REQUIRED WORK: Each line from the start of the listing below through the line containing "without a reply." should be reproduced exactly, with no others.

"""

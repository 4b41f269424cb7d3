//! Conversation gap analysis: who let the conversation go quiet, and for how long.
//!
//! History is scanned newest-first over a bounded number of adjacent message
//! pairs. The first pair separated by more than the silence threshold is the
//! nearest *silence break*; older breaks are not reported. A break is a
//! natural ending when the closing exchange before it contains a farewell.
//! Otherwise the party who spoke last before the silence determines the blame.
//!
//! System messages are not conversational turns and are skipped.

use chrono::{DateTime, Duration, Utc};
use chrono_tz::Tz;
use serde::{Deserialize, Serialize};
use std::fmt;
use tracing::debug;

use crate::config::GapConfig;
use crate::types::{Message, Party};

/// Instruction for a user who was left without a reply.
pub const IGNORED_BY_ASSISTANT: &str = "You left the user's last message unanswered for a long \
    time. Acknowledge the delay and apologise briefly before continuing.";

/// Instruction for a user who comes back after going quiet.
pub const USER_RETURNED_LATE: &str = "The user went quiet for a while after your last message \
    and has just come back. Welcome them back and gently mention that you missed them.";

/// Instruction for a conversation restarted after a natural ending.
pub const STALE_CONVERSATION_RESTART: &str = "The last conversation ended naturally some time \
    ago. Greet the user as if starting a new conversation; do not pick up the old topic unprompted.";

// ---------------------------------------------------------------------------
// Result types
// ---------------------------------------------------------------------------

/// Why the conversation went silent.
#[derive(Debug, Clone, Copy, PartialEq, Eq, Hash, Serialize, Deserialize)]
pub enum BreakKind {
    /// Someone said goodbye; nobody is at fault.
    NaturalEnding,
    /// The user spoke last and got no reply.
    AssistantIgnoredUser,
    /// The assistant spoke last and the user stopped answering.
    UserWentQuiet,
}

impl BreakKind {
    /// Party held responsible for the silence.
    #[must_use]
    pub fn blame(self) -> Option<Party> {
        match self {
            Self::NaturalEnding => None,
            Self::AssistantIgnoredUser => Some(Party::Assistant),
            Self::UserWentQuiet => Some(Party::User),
        }
    }

    /// Prompt instruction for this kind of break.
    #[must_use]
    pub fn instruction(self) -> &'static str {
        match self {
            Self::NaturalEnding => STALE_CONVERSATION_RESTART,
            Self::AssistantIgnoredUser => IGNORED_BY_ASSISTANT,
            Self::UserWentQuiet => USER_RETURNED_LATE,
        }
    }
}

/// Coarse size of a gap.
#[derive(Debug, Clone, Copy, PartialEq, Eq, Hash, Serialize, Deserialize)]
pub enum GapGranularity {
    /// Under five minutes.
    JustNow,
    /// Under an hour.
    Minutes,
    /// Under a day.
    Hours,
    /// A day or more.
    Days,
}

/// Human-readable description of a gap.
#[derive(Debug, Clone, Copy, PartialEq, Eq, Serialize, Deserialize)]
pub struct GapDescription {
    /// Bucket.
    pub granularity: GapGranularity,
    /// Gap length in units of `granularity` (0 for [`GapGranularity::JustNow`]).
    pub amount: i64,
    /// Whether both ends of the gap fall on the same local calendar date.
    pub same_day: bool,
}

impl GapDescription {
    /// Describe a gap of `minutes` whose endpoints are `from` and `to`, in `tz`.
    #[must_use]
    pub fn new(minutes: i64, from: DateTime<Utc>, to: DateTime<Utc>, tz: Tz) -> Self {
        let minutes = minutes.max(0);
        let (granularity, amount) = match minutes {
            m if m < 5 => (GapGranularity::JustNow, 0),
            m if m < 60 => (GapGranularity::Minutes, m),
            m if m < 24 * 60 => (GapGranularity::Hours, m / 60),
            m => (GapGranularity::Days, m / (24 * 60)),
        };
        let same_day = from.with_timezone(&tz).date_naive() == to.with_timezone(&tz).date_naive();
        Self {
            granularity,
            amount,
            same_day,
        }
    }
}

impl fmt::Display for GapDescription {
    fn fmt(&self, f: &mut fmt::Formatter<'_>) -> fmt::Result {
        let unit = match self.granularity {
            GapGranularity::JustNow => return f.write_str("just now"),
            GapGranularity::Minutes => "minute",
            GapGranularity::Hours => "hour",
            GapGranularity::Days => "day",
        };
        let plural = if self.amount == 1 { "" } else { "s" };
        let day = if self.same_day { "earlier today" } else { "on an earlier day" };
        write!(f, "{} {unit}{plural} ago, {day}", self.amount)
    }
}

/// Output of [`GapAnalyzer::analyze`].
#[derive(Debug, Clone, PartialEq, Eq, Serialize)]
pub struct GapAnalysis {
    /// Length of the reported gap in minutes.
    ///
    /// The silence break if one was found, otherwise the time since the last
    /// conversational message.
    pub gap_minutes: i64,
    /// Bucketed description of `gap_minutes`.
    pub description: GapDescription,
    /// Who is responsible for the silence, if anyone.
    pub blame: Option<Party>,
    /// Kind of silence break, if one was found or synthesized.
    pub kind: Option<BreakKind>,
    /// Prompt instruction for the break, if any.
    pub instruction: Option<&'static str>,
}

impl GapAnalysis {
    fn quiet(gap_minutes: i64, description: GapDescription) -> Self {
        Self {
            gap_minutes,
            description,
            blame: None,
            kind: None,
            instruction: None,
        }
    }

    fn with_break(gap_minutes: i64, description: GapDescription, kind: BreakKind) -> Self {
        Self {
            gap_minutes,
            description,
            blame: kind.blame(),
            kind: Some(kind),
            instruction: Some(kind.instruction()),
        }
    }
}

// ---------------------------------------------------------------------------
// Analyzer
// ---------------------------------------------------------------------------

/// Scans history for the nearest silence break.
#[derive(Debug, Clone)]
pub struct GapAnalyzer {
    threshold_minutes: i64,
    scan_pairs: usize,
    closure_lookback: usize,
    closure_keywords: Vec<String>,
}

impl Default for GapAnalyzer {
    fn default() -> Self {
        Self::new(&GapConfig::default())
    }
}

impl GapAnalyzer {
    /// Create an analyzer from configuration.
    #[must_use]
    pub fn new(config: &GapConfig) -> Self {
        Self {
            threshold_minutes: config.silence_threshold_minutes,
            scan_pairs: config.scan_pairs,
            closure_lookback: config.closure_lookback.max(1),
            closure_keywords: config
                .closure_keywords
                .iter()
                .map(|k| k.trim().to_lowercase())
                .filter(|k| !k.is_empty())
                .collect(),
        }
    }

    /// Analyze `history` (chronological) as of `now`.
    #[must_use]
    pub fn analyze(&self, history: &[Message], now: DateTime<Tz>) -> GapAnalysis {
        let tz = now.timezone();
        let now_utc = now.with_timezone(&Utc);
        let turns: Vec<&Message> = history.iter().filter(|m| m.party().is_some()).collect();

        let Some(last) = turns.last() else {
            return GapAnalysis::quiet(0, GapDescription::new(0, now_utc, now_utc, tz));
        };

        for later in (1..turns.len()).rev().take(self.scan_pairs) {
            let earlier = later - 1;
            let elapsed = turns[later].timestamp - turns[earlier].timestamp;
            if !self.exceeds_threshold(elapsed) {
                continue;
            }
            let minutes = elapsed.num_minutes();

            let kind = if self.closes_conversation(&turns, earlier) {
                BreakKind::NaturalEnding
            } else if turns[earlier].party() == Some(Party::User) {
                BreakKind::AssistantIgnoredUser
            } else {
                BreakKind::UserWentQuiet
            };
            debug!(gap_minutes = minutes, kind = ?kind, "Silence break found");
            let description =
                GapDescription::new(minutes, turns[earlier].timestamp, turns[later].timestamp, tz);
            return GapAnalysis::with_break(minutes, description, kind);
        }

        let elapsed = now_utc - last.timestamp;
        let since_last = elapsed.num_minutes().max(0);
        let description = GapDescription::new(since_last, last.timestamp, now_utc, tz);
        if last.party() == Some(Party::User) && self.exceeds_threshold(elapsed) {
            debug!(gap_minutes = since_last, "Unanswered user message");
            return GapAnalysis::with_break(
                since_last,
                description,
                BreakKind::AssistantIgnoredUser,
            );
        }
        GapAnalysis::quiet(since_last, description)
    }

    /// Whether `elapsed` is strictly longer than the silence threshold, to the second.
    fn exceeds_threshold(&self, elapsed: Duration) -> bool {
        elapsed.num_seconds() > self.threshold_minutes.saturating_mul(60)
    }

    /// Whether the exchange ending at `turns[earlier]` contains a farewell.
    fn closes_conversation(&self, turns: &[&Message], earlier: usize) -> bool {
        let start = (earlier + 1).saturating_sub(self.closure_lookback);
        turns[start..=earlier].iter().any(|m| {
            let content = m.content.to_lowercase();
            self.closure_keywords.iter().any(|k| content.contains(k.as_str()))
        })
    }
}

"""

ANSWER SECTION:
repository 4b41f269424cb7d3
//! Conversation gap analysis: who let the conversation go quiet, and for how long.
//!
//! History is scanned newest-first over a bounded number of adjacent message
//! pairs. The first pair separated by more than the silence threshold is the
//! nearest *silence break*; older breaks are not reported. A break is a
//! natural ending when the closing exchange before it contains a farewell.
//! Otherwise the party who spoke last before the silence determines the blame.
//!
//! System messages are not conversational turns and are skipped.

use chrono::{DateTime, Duration, Utc};
use chrono_tz::Tz;
use serde::{Deserialize, Serialize};
use std::fmt;
use tracing::debug;

use crate::config::GapConfig;
use crate::types::{Message, Party};

/// Instruction for a user who was left without a reply.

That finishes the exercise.